Exercise:
From the records below, transcribe exactly the lines that begin at the line with "let config = runner.config();" and end at the line with "let data_port = match", both included.

--- Provided information ---

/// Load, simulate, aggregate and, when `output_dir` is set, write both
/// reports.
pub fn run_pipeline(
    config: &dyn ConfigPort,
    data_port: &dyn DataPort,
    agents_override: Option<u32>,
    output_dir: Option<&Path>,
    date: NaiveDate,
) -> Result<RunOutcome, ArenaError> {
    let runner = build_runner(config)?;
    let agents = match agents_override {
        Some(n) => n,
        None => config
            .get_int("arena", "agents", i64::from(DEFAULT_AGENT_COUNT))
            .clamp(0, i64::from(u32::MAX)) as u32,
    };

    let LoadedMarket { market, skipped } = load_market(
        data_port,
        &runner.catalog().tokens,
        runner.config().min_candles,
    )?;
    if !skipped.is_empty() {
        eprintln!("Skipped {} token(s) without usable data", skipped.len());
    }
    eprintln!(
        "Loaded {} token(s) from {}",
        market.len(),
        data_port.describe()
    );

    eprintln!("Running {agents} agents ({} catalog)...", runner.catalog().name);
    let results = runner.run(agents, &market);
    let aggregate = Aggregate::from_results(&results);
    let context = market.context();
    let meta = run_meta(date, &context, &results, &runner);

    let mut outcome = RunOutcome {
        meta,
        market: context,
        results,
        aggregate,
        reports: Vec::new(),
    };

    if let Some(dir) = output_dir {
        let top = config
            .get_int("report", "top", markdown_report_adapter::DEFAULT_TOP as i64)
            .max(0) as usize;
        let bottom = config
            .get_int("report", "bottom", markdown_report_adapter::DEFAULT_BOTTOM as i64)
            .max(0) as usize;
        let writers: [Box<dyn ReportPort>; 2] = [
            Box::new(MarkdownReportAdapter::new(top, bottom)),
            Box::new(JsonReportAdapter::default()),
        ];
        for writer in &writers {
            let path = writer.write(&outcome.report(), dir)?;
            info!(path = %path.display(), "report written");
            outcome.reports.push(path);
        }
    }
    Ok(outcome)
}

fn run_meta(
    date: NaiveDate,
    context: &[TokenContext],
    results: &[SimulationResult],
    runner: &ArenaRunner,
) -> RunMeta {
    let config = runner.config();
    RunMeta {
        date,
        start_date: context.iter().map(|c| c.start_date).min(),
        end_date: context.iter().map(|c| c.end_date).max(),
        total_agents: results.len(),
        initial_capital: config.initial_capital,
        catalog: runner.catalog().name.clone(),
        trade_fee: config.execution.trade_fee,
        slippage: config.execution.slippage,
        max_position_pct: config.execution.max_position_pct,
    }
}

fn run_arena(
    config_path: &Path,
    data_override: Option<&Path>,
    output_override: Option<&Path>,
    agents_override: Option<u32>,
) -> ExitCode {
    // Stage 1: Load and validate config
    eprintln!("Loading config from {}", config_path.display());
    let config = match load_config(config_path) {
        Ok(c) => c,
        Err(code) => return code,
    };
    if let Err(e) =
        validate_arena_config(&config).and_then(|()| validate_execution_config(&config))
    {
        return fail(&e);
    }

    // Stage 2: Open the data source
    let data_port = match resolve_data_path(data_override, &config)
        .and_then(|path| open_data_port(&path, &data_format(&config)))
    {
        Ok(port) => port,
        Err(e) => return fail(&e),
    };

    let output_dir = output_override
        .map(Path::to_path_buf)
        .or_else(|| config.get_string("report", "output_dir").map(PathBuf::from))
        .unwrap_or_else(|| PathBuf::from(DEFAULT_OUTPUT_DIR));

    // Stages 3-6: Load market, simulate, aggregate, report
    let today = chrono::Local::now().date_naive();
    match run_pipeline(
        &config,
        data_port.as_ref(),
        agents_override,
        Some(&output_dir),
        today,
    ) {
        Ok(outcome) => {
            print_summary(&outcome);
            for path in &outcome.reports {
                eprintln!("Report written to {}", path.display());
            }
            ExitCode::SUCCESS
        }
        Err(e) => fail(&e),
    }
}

---

Answer to this task:
    let config = runner.config();
    RunMeta {
        date,
        start_date: context.iter().map(|c| c.start_date).min(),
        end_date: context.iter().map(|c| c.end_date).max(),
        total_agents: results.len(),
        initial_capital: config.initial_capital,
        catalog: runner.catalog().name.clone(),
        trade_fee: config.execution.trade_fee,
        slippage: config.execution.slippage,
        max_position_pct: config.execution.max_position_pct,
    }
}

fn run_arena(
    config_path: &Path,
    data_override: Option<&Path>,
    output_override: Option<&Path>,
    agents_override: Option<u32>,
) -> ExitCode {
    // Stage 1: Load and validate config
    eprintln!("Loading config from {}", config_path.display());
    let config = match load_config(config_path) {
        Ok(c) => c,
        Err(code) => return code,
    };
    if let Err(e) =
        validate_arena_config(&config).and_then(|()| validate_execution_config(&config))
    {
        return fail(&e);
    }

    // Stage 2: Open the data source
    let data_port = match resolve_data_path(data_override, &config)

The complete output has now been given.